> [ASSIGNMENT]
Where does the string "impl" occur in the entries below? Copy every line where it does.

> [RECORDS FOR THE TASK]
use std::{collections::HashMap, time::Duration};

use derive_builder::Builder;
use serde::{Deserialize, de::DeserializeOwned};
use tracing::debug;

use crate::{
    CloudError,
    errors::ErrorKind,
    error,
    http::client::{CloudHttpClient, HttpRequest, HttpResponse, Method},
    this_errors,
};

pub mod client;
pub mod login;
mod macros;
pub mod renew;
pub mod url;

pub(crate) use macros::headers;

pub(crate) const HEADER_WAREHOUSE: &str = "X-DATABENDCLOUD-WAREHOUSE";
pub(crate) const HEADER_ORG: &str = "X-DATABENDCLOUD-ORG";
pub(crate) const HEADER_QUERY_ID: &str = "queryID";

const JSON_CONTENT_TYPE: &str = "application/json; charset=utf-8";

pub(crate) const HINT_LOGIN: &str = "please use `bendsql auth login` to login your account.";
pub(crate) const HINT_RETRY: &str = "please retry again later.";
pub(crate) const HINT_ARGUMENTS: &str = "please check your arguments.";

const STATUS_UNAUTHORIZED: u16 = 401;
const STATUS_NOT_FOUND: u16 = 404;
const STATUS_PROXY_ERROR: u16 = 520;

#[derive(Deserialize, Debug)]
pub(crate) struct GenericResponse<T> {
    pub(crate) data: T,
}

/// Body the API sends alongside a non-2xx status. Both fields are optional
/// in practice, and the body may not be JSON at all.
#[derive(Deserialize, Debug, Default)]
pub(crate) struct ApiErrorBody {
    #[serde(default)]
    pub error: String,
    #[serde(default)]
    pub message: String,
}

/// Describes one API call. Authentication and the endpoint are supplied by
/// whoever sends it, so the same value can be re-sent after a token refresh.
#[derive(Builder, Clone, Debug)]
pub struct Request {
    #[builder(default = Method::Get)]
    pub(crate) method: Method,

    #[builder(setter(into))]
    pub(crate) path: String,

    #[builder(setter(into), default = HashMap::new())]
    pub(crate) headers: HashMap<String, String>,

    #[builder(setter(strip_option), default = None)]
    pub(crate) body: Option<serde_json::Value>,

    #[builder(setter(strip_option), default = None)]
    pub(crate) timeout: Option<Duration>,
}

impl Request {
    pub(crate) fn get(path: impl Into<String>) -> Self {
        Self::bare(Method::Get, path)
    }

    pub(crate) fn post(path: impl Into<String>, body: Option<serde_json::Value>) -> Self {
        Self {
            body,
            ..Self::bare(Method::Post, path)
        }
    }

    pub(crate) fn delete(path: impl Into<String>) -> Self {
        Self::bare(Method::Delete, path)
    }

    fn bare(method: Method, path: impl Into<String>) -> Self {
        Self {
            method,
            path: path.into(),
            headers: HashMap::new(),
            body: None,
            timeout: None,
        }
    }

    pub(crate) fn with_headers(mut self, headers: HashMap<String, String>) -> Self {
        self.headers.extend(headers);
        self
    }
}

/// Performs a single exchange against the API and turns the status code into
/// an [`ErrorKind`]. Never retries.
#[derive(Clone)]
pub struct Transport<C: CloudHttpClient> {
    client: C,
    endpoint: String,
}

impl<C: CloudHttpClient> Transport<C> {
    pub fn new(client: C, endpoint: impl Into<String>) -> Self {
        Self {
            client,
            endpoint: endpoint.into(),
        }
    }

    pub fn endpoint(&self) -> &str {
        &self.endpoint
    }

    pub(crate) fn client(&self) -> &C {
        &self.client
    }

    fn build(&self, request: &Request, auth_token: Option<&str>) -> Result<HttpRequest, CloudError> {
        let url = url::construct_url(&self.endpoint, &request.path);

        let mut headers = request.headers.clone();
        headers.insert("Content-Type".into(), JSON_CONTENT_TYPE.into());
        headers.insert("Accept".into(), JSON_CONTENT_TYPE.into());

        if let Some(token) = auth_token {
            headers.insert("Authorization".into(), format!("Bearer {}", token));
        }

        let body = match request.body.as_ref() {
            Some(body) => this_errors!("failed to serialise body as json", serde_json::to_vec(body)),
            None => Vec::new(),
        };

        Ok(HttpRequest {
            method: request.method,
            url,
            headers,
            body,
            timeout: request.timeout,
        })
    }

    pub async fn send(
        &self,
        request: &Request,
        auth_token: Option<&str>,
    ) -> Result<HttpResponse, CloudError> {
        let http_request = self.build(request, auth_token)?;

        debug!(
            method = request.method.as_str(),
            path = %request.path,
            "sending request"
        );

        let resp = self.client.exchange(http_request).await?;
        check_status(resp.status, &resp.body)?;

        Ok(resp)
    }

    pub async fn send_json<T: DeserializeOwned>(
        &self,
        request: &Request,
        auth_token: Option<&str>,
    ) -> Result<T, CloudError> {
        let resp = self.send(request, auth_token).await?;
        decode(&resp.body)
    }
}

pub(crate) fn decode<T: DeserializeOwned>(body: &[u8]) -> Result<T, CloudError> {
    Ok(this_errors!(
        "failed to parse response as json",
        serde_json::from_slice::<T>(body)
    ))
}

/// Maps an HTTP status to the error taxonomy. 2xx and other non-error codes pass.
pub(crate) fn check_status(status: u16, body: &[u8]) -> Result<(), CloudError> {
    if status < 400 {
        return Ok(());
    }

    let parsed = serde_json::from_slice::<ApiErrorBody>(body).unwrap_or_default();
    let message = if !parsed.message.is_empty() {
        parsed.message
    } else if !parsed.error.is_empty() {
        parsed.error
    } else {
        String::from_utf8_lossy(body).trim().to_string()
    };

    let (kind, hint) = match status {
        STATUS_UNAUTHORIZED => (ErrorKind::AuthFailed, HINT_LOGIN),
        STATUS_NOT_FOUND => (ErrorKind::NotFound, HINT_ARGUMENTS),
        STATUS_PROXY_ERROR => (ErrorKind::ProxyError, HINT_RETRY),
        s if s >= 500 => (ErrorKind::ServerUnavailable, HINT_RETRY),
        _ => (ErrorKind::BadRequest, HINT_ARGUMENTS),
    };

    Err(error!(kind = kind, "{} {}", status, message.trim_end_matches('.')).with_hint(hint))
}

> [RESPONSE FOR THIS EXERCISE]
impl Request {
    pub(crate) fn get(path: impl Into<String>) -> Self {
    pub(crate) fn post(path: impl Into<String>, body: Option<serde_json::Value>) -> Self {
    pub(crate) fn delete(path: impl Into<String>) -> Self {
    fn bare(method: Method, path: impl Into<String>) -> Self {
impl<C: CloudHttpClient> Transport<C> {
    pub fn new(client: C, endpoint: impl Into<String>) -> Self {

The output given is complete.